* [WHAT IS REQUIRED]:
When the line containing "filename src/data/mod.rs" is found in the data below, copy it and each line after it through the line containing "a bincode body.", exactly and with no others.

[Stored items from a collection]
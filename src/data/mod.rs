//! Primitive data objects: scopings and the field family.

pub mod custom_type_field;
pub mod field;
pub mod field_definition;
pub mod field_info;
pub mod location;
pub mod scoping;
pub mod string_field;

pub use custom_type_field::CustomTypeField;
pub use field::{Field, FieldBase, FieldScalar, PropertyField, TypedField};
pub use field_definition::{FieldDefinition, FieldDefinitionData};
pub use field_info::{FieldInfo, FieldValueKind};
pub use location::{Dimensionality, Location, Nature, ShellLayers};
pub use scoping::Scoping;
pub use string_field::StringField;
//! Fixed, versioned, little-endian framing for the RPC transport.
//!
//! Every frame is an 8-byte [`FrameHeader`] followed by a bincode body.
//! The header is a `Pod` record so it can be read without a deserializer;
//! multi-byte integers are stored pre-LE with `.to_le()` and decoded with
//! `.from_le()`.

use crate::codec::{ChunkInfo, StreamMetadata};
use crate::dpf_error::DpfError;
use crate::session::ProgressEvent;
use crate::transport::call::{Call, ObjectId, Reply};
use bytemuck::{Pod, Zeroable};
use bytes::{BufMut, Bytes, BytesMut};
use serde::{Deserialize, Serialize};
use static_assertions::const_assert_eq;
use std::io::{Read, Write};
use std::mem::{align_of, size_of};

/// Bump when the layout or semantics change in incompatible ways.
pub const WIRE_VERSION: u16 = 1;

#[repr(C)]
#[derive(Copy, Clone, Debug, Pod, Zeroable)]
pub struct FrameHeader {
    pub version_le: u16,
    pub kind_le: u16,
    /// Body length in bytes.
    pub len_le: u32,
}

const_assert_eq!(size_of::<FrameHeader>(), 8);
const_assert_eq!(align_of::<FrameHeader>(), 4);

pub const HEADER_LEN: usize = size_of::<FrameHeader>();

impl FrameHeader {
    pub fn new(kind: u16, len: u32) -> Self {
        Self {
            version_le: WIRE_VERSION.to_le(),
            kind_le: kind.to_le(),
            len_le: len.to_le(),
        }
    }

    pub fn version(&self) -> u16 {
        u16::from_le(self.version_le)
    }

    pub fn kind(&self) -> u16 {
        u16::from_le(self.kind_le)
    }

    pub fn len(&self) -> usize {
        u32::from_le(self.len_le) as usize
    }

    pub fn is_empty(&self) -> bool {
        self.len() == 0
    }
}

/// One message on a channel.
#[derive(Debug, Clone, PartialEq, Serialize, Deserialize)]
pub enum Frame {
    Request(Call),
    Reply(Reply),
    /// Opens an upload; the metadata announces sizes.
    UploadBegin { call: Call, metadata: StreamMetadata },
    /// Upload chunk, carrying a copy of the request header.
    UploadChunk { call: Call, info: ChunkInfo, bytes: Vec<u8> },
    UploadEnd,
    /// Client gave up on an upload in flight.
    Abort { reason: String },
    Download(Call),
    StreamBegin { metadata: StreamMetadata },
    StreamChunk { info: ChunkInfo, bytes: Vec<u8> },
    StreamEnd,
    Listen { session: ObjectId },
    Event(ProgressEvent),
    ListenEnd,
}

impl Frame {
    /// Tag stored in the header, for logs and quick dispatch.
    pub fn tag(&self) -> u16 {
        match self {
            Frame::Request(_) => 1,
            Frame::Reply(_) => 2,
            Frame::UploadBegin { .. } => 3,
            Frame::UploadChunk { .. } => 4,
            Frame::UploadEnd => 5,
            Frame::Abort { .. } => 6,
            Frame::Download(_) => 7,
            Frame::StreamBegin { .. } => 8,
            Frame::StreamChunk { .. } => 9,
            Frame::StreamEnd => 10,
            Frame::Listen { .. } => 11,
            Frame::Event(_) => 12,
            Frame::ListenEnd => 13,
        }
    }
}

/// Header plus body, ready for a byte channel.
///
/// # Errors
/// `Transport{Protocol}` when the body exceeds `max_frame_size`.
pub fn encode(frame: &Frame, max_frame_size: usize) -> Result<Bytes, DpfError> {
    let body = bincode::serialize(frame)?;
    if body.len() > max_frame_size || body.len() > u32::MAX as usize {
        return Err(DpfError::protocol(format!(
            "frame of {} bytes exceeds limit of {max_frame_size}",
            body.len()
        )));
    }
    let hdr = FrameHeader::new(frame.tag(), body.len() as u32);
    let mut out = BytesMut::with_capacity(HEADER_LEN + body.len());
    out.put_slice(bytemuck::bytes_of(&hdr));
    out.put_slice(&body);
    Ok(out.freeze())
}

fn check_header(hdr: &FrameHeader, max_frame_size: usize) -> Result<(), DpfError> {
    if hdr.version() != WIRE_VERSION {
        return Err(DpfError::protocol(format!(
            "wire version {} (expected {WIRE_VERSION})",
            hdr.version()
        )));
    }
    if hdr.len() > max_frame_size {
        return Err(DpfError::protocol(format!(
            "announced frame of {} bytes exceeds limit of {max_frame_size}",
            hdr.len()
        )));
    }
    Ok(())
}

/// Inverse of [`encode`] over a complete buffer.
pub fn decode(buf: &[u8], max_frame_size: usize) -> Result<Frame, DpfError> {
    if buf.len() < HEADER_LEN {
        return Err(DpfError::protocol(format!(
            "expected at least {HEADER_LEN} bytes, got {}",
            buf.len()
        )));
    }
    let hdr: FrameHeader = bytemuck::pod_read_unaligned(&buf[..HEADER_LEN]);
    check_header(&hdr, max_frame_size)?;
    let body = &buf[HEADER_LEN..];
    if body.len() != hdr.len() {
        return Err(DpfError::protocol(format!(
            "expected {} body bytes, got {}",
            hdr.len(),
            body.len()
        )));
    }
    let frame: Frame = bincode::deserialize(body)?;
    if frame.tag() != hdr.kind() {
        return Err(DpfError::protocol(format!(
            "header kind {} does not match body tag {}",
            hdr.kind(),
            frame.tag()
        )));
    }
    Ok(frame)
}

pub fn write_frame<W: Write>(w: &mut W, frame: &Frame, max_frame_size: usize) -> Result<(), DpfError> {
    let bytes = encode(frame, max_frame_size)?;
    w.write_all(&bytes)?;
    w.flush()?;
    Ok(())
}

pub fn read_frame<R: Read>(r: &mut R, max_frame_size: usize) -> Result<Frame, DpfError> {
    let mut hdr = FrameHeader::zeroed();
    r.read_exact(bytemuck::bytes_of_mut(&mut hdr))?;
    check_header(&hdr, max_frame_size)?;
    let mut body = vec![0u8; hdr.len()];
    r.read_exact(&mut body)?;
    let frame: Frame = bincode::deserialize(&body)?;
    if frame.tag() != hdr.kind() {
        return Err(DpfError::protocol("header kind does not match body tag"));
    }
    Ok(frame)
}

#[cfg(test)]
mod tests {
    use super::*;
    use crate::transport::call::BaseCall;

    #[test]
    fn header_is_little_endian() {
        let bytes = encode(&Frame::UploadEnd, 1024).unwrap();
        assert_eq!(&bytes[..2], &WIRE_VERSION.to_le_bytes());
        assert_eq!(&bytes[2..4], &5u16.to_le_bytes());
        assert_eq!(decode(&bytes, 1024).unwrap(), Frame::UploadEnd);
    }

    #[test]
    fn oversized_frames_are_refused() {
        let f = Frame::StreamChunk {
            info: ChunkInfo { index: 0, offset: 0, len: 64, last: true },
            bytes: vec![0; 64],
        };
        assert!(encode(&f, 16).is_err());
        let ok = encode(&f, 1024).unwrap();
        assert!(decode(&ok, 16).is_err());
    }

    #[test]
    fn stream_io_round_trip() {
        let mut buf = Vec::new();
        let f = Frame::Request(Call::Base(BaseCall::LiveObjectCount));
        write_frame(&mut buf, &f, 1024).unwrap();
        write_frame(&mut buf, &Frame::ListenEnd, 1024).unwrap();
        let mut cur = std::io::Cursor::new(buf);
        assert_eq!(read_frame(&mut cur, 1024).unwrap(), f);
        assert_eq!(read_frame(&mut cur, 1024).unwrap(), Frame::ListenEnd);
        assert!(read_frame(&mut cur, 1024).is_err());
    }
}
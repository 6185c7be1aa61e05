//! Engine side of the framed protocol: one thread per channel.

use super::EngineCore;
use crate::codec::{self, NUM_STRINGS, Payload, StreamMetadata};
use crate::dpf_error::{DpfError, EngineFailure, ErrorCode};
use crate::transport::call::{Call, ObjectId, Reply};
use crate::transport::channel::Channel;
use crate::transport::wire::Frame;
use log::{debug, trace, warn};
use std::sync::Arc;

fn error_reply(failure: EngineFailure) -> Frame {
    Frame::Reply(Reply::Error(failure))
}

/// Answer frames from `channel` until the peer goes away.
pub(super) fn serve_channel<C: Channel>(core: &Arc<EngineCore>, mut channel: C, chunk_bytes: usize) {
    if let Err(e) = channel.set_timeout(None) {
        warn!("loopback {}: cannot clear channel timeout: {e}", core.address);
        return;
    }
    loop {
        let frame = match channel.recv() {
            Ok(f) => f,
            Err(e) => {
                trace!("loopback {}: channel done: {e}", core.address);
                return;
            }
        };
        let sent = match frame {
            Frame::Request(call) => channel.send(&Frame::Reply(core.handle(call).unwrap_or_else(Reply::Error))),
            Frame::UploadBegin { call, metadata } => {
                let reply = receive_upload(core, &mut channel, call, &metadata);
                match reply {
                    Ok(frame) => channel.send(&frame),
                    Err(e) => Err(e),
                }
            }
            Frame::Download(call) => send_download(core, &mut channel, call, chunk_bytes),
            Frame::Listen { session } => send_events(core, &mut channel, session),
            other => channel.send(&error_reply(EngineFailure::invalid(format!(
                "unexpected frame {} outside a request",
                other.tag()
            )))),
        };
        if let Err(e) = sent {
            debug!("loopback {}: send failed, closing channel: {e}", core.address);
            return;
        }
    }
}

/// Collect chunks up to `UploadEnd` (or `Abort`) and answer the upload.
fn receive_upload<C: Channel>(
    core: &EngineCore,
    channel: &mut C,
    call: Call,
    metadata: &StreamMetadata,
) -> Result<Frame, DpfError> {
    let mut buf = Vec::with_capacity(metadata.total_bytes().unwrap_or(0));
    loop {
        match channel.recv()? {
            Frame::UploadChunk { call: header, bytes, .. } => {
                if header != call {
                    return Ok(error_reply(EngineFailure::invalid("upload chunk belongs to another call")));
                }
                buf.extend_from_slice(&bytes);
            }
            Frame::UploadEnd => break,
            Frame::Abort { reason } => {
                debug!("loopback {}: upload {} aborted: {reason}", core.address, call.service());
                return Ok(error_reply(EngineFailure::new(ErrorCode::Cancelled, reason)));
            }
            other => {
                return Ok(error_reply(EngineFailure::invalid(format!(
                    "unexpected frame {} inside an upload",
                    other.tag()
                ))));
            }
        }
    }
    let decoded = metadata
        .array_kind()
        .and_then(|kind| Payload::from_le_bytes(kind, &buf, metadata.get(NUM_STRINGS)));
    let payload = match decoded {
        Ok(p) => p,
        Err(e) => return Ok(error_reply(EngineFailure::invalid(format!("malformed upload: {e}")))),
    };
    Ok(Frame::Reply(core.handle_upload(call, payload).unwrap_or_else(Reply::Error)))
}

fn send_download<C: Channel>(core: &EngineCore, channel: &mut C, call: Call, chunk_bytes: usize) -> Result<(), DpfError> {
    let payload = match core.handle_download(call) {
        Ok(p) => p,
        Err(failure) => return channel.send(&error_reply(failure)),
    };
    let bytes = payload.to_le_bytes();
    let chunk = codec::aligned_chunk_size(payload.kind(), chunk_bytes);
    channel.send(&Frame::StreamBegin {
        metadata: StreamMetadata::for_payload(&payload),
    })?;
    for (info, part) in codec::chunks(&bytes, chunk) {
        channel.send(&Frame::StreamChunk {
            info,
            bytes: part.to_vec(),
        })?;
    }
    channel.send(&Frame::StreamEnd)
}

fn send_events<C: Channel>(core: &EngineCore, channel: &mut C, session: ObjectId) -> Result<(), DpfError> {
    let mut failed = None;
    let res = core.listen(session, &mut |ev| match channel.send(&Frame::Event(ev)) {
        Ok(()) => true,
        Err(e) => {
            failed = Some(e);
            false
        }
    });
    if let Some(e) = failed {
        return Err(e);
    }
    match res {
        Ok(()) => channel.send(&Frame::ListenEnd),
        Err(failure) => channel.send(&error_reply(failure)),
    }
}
--
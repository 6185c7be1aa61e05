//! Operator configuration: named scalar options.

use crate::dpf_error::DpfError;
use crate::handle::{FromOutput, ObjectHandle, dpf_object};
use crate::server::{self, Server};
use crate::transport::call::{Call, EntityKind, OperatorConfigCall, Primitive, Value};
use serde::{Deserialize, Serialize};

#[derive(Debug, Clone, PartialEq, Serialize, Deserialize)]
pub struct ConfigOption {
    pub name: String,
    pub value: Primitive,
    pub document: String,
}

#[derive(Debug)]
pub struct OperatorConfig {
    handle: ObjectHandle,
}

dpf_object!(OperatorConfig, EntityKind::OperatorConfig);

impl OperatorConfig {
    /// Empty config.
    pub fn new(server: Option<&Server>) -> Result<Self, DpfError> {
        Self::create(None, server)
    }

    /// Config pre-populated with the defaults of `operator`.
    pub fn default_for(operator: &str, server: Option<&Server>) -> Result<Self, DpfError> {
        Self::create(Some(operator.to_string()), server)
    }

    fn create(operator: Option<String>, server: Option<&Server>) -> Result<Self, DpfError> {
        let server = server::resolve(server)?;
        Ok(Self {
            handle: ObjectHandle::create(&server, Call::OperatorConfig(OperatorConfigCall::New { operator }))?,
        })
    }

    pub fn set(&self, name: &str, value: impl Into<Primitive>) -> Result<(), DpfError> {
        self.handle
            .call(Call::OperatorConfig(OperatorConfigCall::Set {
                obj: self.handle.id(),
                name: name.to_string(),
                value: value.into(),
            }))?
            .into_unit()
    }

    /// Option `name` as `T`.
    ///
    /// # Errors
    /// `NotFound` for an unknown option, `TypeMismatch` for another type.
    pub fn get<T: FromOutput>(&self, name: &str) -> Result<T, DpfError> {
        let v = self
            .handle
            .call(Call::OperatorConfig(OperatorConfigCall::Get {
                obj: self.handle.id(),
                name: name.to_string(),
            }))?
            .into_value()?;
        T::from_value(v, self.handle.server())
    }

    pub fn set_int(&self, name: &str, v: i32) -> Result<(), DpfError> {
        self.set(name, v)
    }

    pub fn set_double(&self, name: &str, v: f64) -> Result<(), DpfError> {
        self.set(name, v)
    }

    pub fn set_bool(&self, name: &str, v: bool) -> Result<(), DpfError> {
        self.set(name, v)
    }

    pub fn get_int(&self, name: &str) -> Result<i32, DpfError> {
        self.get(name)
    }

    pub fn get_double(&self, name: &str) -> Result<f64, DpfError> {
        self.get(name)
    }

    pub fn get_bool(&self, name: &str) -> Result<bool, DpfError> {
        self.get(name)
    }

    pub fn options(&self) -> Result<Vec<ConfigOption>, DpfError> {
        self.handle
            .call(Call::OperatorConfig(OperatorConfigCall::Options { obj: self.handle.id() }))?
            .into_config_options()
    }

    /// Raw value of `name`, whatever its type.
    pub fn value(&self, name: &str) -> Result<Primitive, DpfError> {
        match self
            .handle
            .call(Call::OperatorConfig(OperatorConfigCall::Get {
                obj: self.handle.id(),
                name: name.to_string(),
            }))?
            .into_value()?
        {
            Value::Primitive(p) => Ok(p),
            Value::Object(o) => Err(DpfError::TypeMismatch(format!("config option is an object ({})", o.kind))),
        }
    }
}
--
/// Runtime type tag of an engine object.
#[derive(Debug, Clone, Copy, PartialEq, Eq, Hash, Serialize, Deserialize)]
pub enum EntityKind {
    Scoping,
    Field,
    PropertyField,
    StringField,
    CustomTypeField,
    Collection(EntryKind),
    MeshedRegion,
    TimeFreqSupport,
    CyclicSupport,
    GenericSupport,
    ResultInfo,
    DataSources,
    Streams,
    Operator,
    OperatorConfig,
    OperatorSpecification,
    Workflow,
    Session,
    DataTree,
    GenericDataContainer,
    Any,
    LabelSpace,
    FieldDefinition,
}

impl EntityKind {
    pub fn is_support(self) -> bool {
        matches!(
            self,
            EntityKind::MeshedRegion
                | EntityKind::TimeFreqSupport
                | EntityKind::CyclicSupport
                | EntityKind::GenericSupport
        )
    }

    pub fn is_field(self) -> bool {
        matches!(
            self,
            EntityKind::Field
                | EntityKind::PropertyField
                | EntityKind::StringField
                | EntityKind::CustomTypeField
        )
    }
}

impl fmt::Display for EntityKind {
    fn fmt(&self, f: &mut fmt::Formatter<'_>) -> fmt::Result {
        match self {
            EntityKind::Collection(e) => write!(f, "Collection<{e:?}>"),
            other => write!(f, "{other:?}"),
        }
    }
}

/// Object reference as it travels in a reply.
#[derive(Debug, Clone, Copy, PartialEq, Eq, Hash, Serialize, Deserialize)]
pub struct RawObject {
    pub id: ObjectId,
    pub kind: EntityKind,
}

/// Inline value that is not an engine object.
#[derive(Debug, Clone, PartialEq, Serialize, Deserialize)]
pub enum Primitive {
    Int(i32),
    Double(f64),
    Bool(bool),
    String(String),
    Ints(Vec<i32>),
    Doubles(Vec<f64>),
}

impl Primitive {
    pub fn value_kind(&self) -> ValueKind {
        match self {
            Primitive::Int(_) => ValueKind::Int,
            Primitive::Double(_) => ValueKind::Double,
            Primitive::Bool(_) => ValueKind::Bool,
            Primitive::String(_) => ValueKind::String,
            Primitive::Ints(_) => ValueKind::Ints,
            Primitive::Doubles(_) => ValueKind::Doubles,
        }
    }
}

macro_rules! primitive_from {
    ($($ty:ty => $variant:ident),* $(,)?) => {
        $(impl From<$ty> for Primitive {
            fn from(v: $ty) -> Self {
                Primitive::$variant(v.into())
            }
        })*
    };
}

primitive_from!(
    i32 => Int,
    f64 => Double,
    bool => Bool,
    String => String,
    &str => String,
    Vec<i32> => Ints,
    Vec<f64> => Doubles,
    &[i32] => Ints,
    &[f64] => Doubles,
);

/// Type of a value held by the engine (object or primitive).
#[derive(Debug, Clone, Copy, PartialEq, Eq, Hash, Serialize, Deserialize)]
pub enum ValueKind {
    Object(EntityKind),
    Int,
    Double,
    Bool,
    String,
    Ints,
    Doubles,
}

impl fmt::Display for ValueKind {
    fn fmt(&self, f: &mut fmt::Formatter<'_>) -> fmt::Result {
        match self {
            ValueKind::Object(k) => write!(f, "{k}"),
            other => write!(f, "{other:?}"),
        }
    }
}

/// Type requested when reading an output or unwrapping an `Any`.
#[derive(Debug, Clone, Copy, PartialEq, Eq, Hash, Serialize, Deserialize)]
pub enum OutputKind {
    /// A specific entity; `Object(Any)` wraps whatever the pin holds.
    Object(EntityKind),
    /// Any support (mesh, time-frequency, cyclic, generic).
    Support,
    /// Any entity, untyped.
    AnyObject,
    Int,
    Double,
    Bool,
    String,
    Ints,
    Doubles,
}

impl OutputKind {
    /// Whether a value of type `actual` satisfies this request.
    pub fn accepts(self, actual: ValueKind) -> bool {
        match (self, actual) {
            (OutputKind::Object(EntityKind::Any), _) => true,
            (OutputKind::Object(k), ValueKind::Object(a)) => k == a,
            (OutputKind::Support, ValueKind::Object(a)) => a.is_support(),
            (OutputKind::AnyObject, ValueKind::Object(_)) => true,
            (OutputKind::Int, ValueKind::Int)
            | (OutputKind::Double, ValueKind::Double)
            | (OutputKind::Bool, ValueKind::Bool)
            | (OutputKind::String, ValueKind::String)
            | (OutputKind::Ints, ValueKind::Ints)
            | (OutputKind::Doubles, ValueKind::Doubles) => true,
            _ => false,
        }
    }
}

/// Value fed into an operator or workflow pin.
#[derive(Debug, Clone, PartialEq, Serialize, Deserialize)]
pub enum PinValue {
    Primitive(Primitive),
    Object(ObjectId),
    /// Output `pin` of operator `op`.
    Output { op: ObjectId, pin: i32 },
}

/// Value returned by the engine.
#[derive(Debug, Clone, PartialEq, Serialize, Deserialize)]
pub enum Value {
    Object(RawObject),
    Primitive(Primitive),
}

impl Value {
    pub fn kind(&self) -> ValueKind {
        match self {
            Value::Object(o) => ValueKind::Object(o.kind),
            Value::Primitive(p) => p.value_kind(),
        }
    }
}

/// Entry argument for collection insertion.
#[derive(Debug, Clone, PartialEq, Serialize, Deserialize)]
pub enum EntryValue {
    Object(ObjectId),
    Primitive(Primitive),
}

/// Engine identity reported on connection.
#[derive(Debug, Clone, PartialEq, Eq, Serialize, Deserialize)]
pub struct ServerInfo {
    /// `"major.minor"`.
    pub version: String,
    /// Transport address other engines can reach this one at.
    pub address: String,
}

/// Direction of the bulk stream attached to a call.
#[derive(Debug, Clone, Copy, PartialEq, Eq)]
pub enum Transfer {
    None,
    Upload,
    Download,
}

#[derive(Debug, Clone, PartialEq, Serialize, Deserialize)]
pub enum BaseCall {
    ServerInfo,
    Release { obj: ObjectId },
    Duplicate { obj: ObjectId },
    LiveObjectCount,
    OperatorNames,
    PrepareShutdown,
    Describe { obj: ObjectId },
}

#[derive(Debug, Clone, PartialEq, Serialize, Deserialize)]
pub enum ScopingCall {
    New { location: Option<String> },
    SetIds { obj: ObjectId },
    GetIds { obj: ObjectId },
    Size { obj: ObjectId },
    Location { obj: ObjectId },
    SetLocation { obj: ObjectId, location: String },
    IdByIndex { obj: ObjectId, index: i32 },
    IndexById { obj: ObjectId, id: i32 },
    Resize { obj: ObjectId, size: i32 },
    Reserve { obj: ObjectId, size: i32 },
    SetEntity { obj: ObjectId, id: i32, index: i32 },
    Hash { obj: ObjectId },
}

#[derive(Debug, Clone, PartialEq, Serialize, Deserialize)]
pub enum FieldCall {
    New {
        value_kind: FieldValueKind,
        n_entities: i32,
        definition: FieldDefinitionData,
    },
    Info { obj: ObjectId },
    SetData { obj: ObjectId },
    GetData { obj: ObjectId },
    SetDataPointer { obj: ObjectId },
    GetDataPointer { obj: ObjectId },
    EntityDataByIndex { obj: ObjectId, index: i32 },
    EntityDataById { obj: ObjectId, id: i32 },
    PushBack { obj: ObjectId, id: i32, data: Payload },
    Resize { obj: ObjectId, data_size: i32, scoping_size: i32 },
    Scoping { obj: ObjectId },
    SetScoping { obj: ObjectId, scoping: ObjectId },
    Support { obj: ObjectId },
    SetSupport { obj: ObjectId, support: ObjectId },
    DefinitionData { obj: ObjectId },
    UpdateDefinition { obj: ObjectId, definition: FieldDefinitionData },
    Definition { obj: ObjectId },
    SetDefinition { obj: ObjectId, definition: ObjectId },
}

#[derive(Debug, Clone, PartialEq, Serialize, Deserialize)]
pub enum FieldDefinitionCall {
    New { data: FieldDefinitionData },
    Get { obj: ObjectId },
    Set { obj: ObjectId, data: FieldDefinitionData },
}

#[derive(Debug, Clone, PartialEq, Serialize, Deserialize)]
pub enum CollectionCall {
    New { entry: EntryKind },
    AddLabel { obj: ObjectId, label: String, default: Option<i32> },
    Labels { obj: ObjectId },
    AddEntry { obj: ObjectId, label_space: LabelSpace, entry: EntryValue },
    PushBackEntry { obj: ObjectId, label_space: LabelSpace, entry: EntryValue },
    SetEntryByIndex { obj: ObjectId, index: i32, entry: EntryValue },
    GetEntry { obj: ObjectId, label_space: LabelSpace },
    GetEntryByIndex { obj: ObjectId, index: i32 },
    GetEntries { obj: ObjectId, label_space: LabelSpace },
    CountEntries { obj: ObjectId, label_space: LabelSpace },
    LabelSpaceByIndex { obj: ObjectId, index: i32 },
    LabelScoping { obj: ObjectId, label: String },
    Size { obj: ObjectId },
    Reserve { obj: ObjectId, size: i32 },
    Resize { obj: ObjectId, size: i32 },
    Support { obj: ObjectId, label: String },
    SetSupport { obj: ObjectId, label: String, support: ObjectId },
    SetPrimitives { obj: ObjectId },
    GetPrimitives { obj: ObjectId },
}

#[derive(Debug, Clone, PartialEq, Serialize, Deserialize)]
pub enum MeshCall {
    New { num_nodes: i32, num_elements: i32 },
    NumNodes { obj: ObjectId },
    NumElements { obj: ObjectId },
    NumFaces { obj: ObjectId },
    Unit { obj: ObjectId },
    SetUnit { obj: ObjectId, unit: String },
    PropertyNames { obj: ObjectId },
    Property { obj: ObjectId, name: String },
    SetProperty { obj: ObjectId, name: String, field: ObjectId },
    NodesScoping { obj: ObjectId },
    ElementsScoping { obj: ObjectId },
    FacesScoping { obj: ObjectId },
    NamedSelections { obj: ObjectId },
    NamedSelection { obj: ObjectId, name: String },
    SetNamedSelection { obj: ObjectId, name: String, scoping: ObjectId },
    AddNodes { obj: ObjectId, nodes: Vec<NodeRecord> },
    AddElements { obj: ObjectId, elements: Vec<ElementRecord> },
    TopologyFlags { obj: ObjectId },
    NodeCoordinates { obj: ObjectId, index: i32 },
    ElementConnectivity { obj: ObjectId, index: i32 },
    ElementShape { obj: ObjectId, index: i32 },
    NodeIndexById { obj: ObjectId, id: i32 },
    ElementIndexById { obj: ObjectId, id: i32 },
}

* [ANSWER]:
filename src/data/mod.rs
//! Primitive data objects: scopings and the field family.

pub mod custom_type_field;
pub mod field;
pub mod field_definition;
pub mod field_info;
pub mod location;
pub mod scoping;
pub mod string_field;

pub use custom_type_field::CustomTypeField;
pub use field::{Field, FieldBase, FieldScalar, PropertyField, TypedField};
pub use field_definition::{FieldDefinition, FieldDefinitionData};
pub use field_info::{FieldInfo, FieldValueKind};
pub use location::{Dimensionality, Location, Nature, ShellLayers};
pub use scoping::Scoping;
pub use string_field::StringField;
//! Fixed, versioned, little-endian framing for the RPC transport.
//!
//! Every frame is an 8-byte [`FrameHeader`] followed by a bincode body.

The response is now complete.